ABOUT THIS TASK: Your job is to retype the whole listing exactly.
--------
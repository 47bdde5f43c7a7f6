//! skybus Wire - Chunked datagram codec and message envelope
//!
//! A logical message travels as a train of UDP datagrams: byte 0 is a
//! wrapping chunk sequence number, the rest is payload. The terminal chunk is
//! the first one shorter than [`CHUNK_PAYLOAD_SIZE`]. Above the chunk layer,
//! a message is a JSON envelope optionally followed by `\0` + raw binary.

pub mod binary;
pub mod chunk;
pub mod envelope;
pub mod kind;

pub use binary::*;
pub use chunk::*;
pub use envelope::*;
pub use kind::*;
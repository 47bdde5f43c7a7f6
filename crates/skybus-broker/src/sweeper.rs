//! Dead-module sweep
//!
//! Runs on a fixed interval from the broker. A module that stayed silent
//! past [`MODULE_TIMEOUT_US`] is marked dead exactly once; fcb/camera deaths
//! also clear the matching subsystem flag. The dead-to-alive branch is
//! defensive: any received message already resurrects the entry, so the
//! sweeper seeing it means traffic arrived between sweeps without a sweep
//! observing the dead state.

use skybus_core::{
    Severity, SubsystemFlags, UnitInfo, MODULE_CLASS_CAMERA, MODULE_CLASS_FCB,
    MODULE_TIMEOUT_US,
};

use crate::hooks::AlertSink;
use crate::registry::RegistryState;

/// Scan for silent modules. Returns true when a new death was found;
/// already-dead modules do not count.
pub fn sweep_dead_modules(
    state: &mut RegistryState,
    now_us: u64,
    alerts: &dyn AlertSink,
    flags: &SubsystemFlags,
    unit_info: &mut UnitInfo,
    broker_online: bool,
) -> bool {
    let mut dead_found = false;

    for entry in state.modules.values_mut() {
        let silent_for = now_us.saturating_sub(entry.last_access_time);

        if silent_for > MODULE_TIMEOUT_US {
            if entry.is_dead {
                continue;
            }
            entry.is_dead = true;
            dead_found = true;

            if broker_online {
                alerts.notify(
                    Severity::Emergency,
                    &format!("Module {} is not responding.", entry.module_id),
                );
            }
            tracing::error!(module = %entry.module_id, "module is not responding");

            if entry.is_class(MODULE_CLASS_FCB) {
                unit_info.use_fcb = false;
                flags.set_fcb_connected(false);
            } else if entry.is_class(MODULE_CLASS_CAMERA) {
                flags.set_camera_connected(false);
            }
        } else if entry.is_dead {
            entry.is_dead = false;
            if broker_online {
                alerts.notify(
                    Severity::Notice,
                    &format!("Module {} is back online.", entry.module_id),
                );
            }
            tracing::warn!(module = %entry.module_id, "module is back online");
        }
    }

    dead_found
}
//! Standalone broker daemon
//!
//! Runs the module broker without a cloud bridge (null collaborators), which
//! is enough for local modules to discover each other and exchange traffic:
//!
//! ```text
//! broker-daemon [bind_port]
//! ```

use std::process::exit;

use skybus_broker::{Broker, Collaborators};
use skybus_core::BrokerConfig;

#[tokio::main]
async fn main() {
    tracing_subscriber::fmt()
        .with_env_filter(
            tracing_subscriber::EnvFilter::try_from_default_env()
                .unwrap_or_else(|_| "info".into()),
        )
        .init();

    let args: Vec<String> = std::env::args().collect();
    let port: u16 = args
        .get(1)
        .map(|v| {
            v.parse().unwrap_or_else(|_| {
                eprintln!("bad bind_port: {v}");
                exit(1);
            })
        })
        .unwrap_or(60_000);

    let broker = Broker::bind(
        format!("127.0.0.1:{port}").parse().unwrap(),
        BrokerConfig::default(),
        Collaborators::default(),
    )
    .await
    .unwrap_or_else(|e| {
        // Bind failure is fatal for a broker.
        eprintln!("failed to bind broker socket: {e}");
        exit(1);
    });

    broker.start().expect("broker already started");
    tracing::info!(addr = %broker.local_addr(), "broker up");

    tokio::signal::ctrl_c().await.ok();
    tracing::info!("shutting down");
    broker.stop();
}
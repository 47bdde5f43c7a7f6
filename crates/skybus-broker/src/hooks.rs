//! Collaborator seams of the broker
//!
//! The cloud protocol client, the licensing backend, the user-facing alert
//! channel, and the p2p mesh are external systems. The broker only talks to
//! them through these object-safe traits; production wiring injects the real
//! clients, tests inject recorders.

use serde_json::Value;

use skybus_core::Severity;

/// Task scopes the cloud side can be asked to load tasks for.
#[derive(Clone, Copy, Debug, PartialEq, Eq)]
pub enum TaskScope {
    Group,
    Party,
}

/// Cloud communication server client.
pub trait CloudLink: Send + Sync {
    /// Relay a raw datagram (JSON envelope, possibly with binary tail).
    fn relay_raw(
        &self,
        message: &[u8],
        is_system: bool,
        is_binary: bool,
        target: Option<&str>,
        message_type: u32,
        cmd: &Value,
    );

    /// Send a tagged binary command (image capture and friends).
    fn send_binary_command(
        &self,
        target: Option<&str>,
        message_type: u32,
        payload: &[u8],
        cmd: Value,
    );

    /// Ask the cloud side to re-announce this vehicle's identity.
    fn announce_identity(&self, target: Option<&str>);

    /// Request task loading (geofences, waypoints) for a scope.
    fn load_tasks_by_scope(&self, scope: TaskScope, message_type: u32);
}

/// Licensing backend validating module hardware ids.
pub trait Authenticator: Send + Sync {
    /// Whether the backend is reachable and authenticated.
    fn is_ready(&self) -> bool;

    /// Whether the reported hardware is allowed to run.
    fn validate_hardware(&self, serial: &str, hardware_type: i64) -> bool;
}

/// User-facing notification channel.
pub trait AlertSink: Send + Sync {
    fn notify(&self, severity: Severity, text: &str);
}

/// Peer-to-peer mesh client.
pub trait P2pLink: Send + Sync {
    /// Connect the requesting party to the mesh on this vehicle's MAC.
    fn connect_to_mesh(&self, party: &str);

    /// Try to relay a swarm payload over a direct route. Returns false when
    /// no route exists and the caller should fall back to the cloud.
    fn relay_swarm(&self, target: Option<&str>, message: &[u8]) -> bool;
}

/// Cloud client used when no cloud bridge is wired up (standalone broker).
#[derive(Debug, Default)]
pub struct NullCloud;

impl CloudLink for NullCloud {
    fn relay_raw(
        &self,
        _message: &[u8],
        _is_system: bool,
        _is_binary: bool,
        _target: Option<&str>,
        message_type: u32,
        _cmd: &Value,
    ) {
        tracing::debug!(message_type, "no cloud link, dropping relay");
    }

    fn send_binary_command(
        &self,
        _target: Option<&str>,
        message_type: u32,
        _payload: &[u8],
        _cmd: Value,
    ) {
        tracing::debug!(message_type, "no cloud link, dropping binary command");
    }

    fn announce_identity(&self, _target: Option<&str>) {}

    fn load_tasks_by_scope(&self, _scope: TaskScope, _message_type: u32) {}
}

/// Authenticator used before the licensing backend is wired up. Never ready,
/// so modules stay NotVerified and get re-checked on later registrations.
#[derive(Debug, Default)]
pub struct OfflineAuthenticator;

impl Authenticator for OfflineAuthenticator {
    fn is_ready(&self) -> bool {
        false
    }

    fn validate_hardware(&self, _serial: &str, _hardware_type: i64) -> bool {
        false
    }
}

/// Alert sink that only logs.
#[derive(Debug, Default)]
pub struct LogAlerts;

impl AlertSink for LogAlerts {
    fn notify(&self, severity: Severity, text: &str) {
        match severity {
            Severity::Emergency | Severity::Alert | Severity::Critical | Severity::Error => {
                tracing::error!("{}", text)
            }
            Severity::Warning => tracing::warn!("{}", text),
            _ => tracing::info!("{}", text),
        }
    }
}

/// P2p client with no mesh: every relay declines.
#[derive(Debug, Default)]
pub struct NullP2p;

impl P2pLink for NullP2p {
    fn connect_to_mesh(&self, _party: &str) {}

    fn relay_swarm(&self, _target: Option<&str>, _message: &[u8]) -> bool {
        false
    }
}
--------
OUTPUT OF THE TASK:
repository 47bdde5f43c7a7f6
//! skybus Wire - Chunked datagram codec and message envelope
//!
//! A logical message travels as a train of UDP datagrams: byte 0 is a
//! wrapping chunk sequence number, the rest is payload. The terminal chunk is
//! the first one shorter than [`CHUNK_PAYLOAD_SIZE`]. Above the chunk layer,
//! a message is a JSON envelope optionally followed by `\0` + raw binary.

pub mod binary;
pub mod chunk;
pub mod envelope;
pub mod kind;

pub use binary::*;
pub use chunk::*;
pub use envelope::*;
pub use kind::*;
repository 47bdde5f43c7a7f6
filename crates/skybus-broker/src/sweeper.rs
//! Dead-module sweep
//!
//! Runs on a fixed interval from the broker. A module that stayed silent
//! past [`MODULE_TIMEOUT_US`] is marked dead exactly once; fcb/camera deaths
//! also clear the matching subsystem flag. The dead-to-alive branch is
//! defensive: any received message already resurrects the entry, so the
//! sweeper seeing it means traffic arrived between sweeps without a sweep
//! observing the dead state.

use skybus_core::{
    Severity, SubsystemFlags, UnitInfo, MODULE_CLASS_CAMERA, MODULE_CLASS_FCB,
    MODULE_TIMEOUT_US,
};

use crate::hooks::AlertSink;
use crate::registry::RegistryState;

/// Scan for silent modules. Returns true when a new death was found;
/// already-dead modules do not count.
pub fn sweep_dead_modules(
    state: &mut RegistryState,
    now_us: u64,
    alerts: &dyn AlertSink,
    flags: &SubsystemFlags,
    unit_info: &mut UnitInfo,
    broker_online: bool,
) -> bool {
    let mut dead_found = false;

    for entry in state.modules.values_mut() {
        let silent_for = now_us.saturating_sub(entry.last_access_time);

        if silent_for > MODULE_TIMEOUT_US {
            if entry.is_dead {
                continue;
            }
            entry.is_dead = true;
            dead_found = true;

            if broker_online {
                alerts.notify(
                    Severity::Emergency,
                    &format!("Module {} is not responding.", entry.module_id),
                );
            }
            tracing::error!(module = %entry.module_id, "module is not responding");

            if entry.is_class(MODULE_CLASS_FCB) {
                unit_info.use_fcb = false;
                flags.set_fcb_connected(false);
            } else if entry.is_class(MODULE_CLASS_CAMERA) {
                flags.set_camera_connected(false);
            }
        } else if entry.is_dead {
            entry.is_dead = false;
            if broker_online {
                alerts.notify(
                    Severity::Notice,
                    &format!("Module {} is back online.", entry.module_id),
                );
            }
            tracing::warn!(module = %entry.module_id, "module is back online");
        }
    }

    dead_found
}
//! Standalone broker daemon
//!
//! Runs the module broker without a cloud bridge (null collaborators), which
//! is enough for local modules to discover each other and exchange traffic:
//!
//! ```text
//! broker-daemon [bind_port]
//! ```

use std::process::exit;

use skybus_broker::{Broker, Collaborators};
use skybus_core::BrokerConfig;

#[tokio::main]
async fn main() {
    tracing_subscriber::fmt()
        .with_env_filter(
            tracing_subscriber::EnvFilter::try_from_default_env()
                .unwrap_or_else(|_| "info".into()),
        )
        .init();

    let args: Vec<String> = std::env::args().collect();
    let port: u16 = args
        .get(1)
        .map(|v| {
            v.parse().unwrap_or_else(|_| {
                eprintln!("bad bind_port: {v}");
                exit(1);
            })
        })
        .unwrap_or(60_000);

    let broker = Broker::bind(
        format!("127.0.0.1:{port}").parse().unwrap(),
        BrokerConfig::default(),
        Collaborators::default(),
    )
    .await
    .unwrap_or_else(|e| {
        // Bind failure is fatal for a broker.
        eprintln!("failed to bind broker socket: {e}");
        exit(1);
    });

    broker.start().expect("broker already started");
    tracing::info!(addr = %broker.local_addr(), "broker up");

    tokio::signal::ctrl_c().await.ok();
    tracing::info!("shutting down");
    broker.stop();
}
repository 47bdde5f43c7a7f6
filename crates/skybus-broker/src/hooks.rs
//! Collaborator seams of the broker
//!
//! The cloud protocol client, the licensing backend, the user-facing alert
//! channel, and the p2p mesh are external systems. The broker only talks to
//! them through these object-safe traits; production wiring injects the real
//! clients, tests inject recorders.

use serde_json::Value;

use skybus_core::Severity;

/// Task scopes the cloud side can be asked to load tasks for.
#[derive(Clone, Copy, Debug, PartialEq, Eq)]
pub enum TaskScope {
    Group,
    Party,
}

/// Cloud communication server client.
pub trait CloudLink: Send + Sync {
    /// Relay a raw datagram (JSON envelope, possibly with binary tail).
    fn relay_raw(
        &self,
        message: &[u8],
        is_system: bool,
        is_binary: bool,
        target: Option<&str>,
        message_type: u32,
        cmd: &Value,
    );

    /// Send a tagged binary command (image capture and friends).
    fn send_binary_command(
        &self,
        target: Option<&str>,
        message_type: u32,
        payload: &[u8],
        cmd: Value,
    );

    /// Ask the cloud side to re-announce this vehicle's identity.
    fn announce_identity(&self, target: Option<&str>);

    /// Request task loading (geofences, waypoints) for a scope.
    fn load_tasks_by_scope(&self, scope: TaskScope, message_type: u32);
}

/// Licensing backend validating module hardware ids.
pub trait Authenticator: Send + Sync {
    /// Whether the backend is reachable and authenticated.
    fn is_ready(&self) -> bool;

    /// Whether the reported hardware is allowed to run.
    fn validate_hardware(&self, serial: &str, hardware_type: i64) -> bool;
}

/// User-facing notification channel.
pub trait AlertSink: Send + Sync {
    fn notify(&self, severity: Severity, text: &str);
}

/// Peer-to-peer mesh client.
pub trait P2pLink: Send + Sync {
    /// Connect the requesting party to the mesh on this vehicle's MAC.
    fn connect_to_mesh(&self, party: &str);

    /// Try to relay a swarm payload over a direct route. Returns false when
    /// no route exists and the caller should fall back to the cloud.
    fn relay_swarm(&self, target: Option<&str>, message: &[u8]) -> bool;
}

/// Cloud client used when no cloud bridge is wired up (standalone broker).
#[derive(Debug, Default)]
pub struct NullCloud;

impl CloudLink for NullCloud {
    fn relay_raw(
        &self,
        _message: &[u8],
        _is_system: bool,
        _is_binary: bool,
        _target: Option<&str>,
        message_type: u32,
        _cmd: &Value,
    ) {
        tracing::debug!(message_type, "no cloud link, dropping relay");
    }

    fn send_binary_command(
        &self,
        _target: Option<&str>,
        message_type: u32,
        _payload: &[u8],
        _cmd: Value,
    ) {
        tracing::debug!(message_type, "no cloud link, dropping binary command");
    }

    fn announce_identity(&self, _target: Option<&str>) {}

    fn load_tasks_by_scope(&self, _scope: TaskScope, _message_type: u32) {}
}

/// Authenticator used before the licensing backend is wired up. Never ready,
/// so modules stay NotVerified and get re-checked on later registrations.
#[derive(Debug, Default)]
pub struct OfflineAuthenticator;

impl Authenticator for OfflineAuthenticator {
    fn is_ready(&self) -> bool {
        false
    }

    fn validate_hardware(&self, _serial: &str, _hardware_type: i64) -> bool {
        false
    }
}

/// Alert sink that only logs.
#[derive(Debug, Default)]
pub struct LogAlerts;

impl AlertSink for LogAlerts {
    fn notify(&self, severity: Severity, text: &str) {
        match severity {
            Severity::Emergency | Severity::Alert | Severity::Critical | Severity::Error => {
                tracing::error!("{}", text)
            }
            Severity::Warning => tracing::warn!("{}", text),
            _ => tracing::info!("{}", text),
        }
    }
}

/// P2p client with no mesh: every relay declines.
#[derive(Debug, Default)]
pub struct NullP2p;

impl P2pLink for NullP2p {
    fn connect_to_mesh(&self, _party: &str) {}

    fn relay_swarm(&self, _target: Option<&str>, _message: &[u8]) -> bool {
        false
    }
}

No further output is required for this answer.